_Collected data entries_
# # #
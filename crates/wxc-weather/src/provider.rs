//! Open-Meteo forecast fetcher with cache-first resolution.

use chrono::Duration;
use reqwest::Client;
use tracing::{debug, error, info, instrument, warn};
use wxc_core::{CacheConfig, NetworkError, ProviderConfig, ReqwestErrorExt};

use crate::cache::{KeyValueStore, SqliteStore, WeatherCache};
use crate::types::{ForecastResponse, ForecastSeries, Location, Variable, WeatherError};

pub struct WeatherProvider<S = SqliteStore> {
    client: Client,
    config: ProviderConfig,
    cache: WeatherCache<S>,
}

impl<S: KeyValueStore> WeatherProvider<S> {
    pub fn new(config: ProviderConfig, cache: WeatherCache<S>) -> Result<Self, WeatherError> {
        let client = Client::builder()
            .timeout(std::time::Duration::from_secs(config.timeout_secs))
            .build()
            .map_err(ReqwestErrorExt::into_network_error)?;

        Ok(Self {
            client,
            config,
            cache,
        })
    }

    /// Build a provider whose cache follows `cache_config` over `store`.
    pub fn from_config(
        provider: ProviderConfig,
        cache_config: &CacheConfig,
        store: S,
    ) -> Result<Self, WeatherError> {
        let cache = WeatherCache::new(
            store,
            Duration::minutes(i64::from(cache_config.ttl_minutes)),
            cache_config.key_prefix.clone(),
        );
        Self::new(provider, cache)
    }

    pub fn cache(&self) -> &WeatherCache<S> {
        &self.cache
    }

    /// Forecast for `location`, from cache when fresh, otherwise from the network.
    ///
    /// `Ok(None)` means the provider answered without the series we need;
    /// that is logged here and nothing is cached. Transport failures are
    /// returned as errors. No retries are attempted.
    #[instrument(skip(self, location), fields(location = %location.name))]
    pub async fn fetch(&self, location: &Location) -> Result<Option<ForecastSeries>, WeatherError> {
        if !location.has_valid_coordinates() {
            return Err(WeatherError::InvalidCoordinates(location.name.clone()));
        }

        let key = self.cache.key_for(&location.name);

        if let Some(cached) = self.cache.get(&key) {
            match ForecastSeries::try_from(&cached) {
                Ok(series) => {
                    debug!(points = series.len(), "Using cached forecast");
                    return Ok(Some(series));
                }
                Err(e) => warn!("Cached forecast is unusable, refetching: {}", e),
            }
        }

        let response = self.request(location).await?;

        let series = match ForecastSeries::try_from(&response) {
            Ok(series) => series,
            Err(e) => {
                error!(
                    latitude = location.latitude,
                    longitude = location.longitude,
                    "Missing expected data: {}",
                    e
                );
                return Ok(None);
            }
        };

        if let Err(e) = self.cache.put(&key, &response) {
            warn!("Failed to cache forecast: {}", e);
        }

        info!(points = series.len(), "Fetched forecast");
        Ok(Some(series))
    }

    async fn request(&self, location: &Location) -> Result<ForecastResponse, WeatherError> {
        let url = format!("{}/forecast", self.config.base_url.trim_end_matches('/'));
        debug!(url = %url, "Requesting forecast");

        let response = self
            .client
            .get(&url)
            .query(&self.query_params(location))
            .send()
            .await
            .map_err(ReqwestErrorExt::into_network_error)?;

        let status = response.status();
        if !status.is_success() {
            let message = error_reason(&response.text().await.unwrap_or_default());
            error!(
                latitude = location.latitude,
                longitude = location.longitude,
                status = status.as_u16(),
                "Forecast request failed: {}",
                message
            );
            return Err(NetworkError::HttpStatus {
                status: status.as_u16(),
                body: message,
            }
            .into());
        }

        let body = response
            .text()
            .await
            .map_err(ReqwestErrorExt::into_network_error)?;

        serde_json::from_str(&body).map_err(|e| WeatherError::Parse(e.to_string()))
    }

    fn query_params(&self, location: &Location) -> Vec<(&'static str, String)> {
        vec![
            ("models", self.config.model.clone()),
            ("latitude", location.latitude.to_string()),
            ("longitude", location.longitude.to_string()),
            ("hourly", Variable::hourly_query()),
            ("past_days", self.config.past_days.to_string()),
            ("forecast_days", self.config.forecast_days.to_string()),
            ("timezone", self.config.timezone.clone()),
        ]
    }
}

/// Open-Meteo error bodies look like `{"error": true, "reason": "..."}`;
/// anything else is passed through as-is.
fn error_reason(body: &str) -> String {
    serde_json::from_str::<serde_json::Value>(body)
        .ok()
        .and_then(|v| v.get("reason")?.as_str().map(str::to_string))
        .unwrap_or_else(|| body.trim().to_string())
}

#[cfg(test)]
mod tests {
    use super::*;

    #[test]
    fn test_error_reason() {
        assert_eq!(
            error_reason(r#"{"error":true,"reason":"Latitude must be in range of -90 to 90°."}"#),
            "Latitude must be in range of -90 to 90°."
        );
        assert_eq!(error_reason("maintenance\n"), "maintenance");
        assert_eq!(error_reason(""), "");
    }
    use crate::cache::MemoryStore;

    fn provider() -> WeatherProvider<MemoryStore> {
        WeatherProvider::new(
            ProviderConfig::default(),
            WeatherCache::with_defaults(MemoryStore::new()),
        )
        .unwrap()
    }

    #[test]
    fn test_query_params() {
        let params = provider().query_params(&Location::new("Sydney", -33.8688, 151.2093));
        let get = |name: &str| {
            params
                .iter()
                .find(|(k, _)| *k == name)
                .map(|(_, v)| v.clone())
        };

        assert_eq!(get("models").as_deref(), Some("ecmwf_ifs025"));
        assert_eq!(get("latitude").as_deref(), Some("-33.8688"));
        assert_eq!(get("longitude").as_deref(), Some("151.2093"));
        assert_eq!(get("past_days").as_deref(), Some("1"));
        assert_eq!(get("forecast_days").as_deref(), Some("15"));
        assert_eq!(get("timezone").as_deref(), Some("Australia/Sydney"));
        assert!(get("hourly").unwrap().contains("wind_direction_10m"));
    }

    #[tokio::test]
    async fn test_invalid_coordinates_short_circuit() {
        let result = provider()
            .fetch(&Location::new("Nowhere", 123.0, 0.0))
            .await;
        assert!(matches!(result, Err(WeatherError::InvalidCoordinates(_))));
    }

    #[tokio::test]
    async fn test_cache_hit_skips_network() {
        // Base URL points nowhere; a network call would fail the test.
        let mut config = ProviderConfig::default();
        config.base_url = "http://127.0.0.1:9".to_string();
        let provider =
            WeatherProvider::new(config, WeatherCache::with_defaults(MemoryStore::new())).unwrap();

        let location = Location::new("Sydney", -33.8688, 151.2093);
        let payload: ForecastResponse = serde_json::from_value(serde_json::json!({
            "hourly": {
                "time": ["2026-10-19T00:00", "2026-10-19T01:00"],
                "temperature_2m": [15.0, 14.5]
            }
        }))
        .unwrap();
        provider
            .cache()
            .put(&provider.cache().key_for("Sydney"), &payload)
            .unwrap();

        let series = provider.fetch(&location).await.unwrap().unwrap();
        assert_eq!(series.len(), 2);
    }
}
# # #
_What you are asked to do_
Locate the word "KeyValueStore" in the entries, and copy every line where it is found.

_Result_
use crate::cache::{KeyValueStore, SqliteStore, WeatherCache};
impl<S: KeyValueStore> WeatherProvider<S> {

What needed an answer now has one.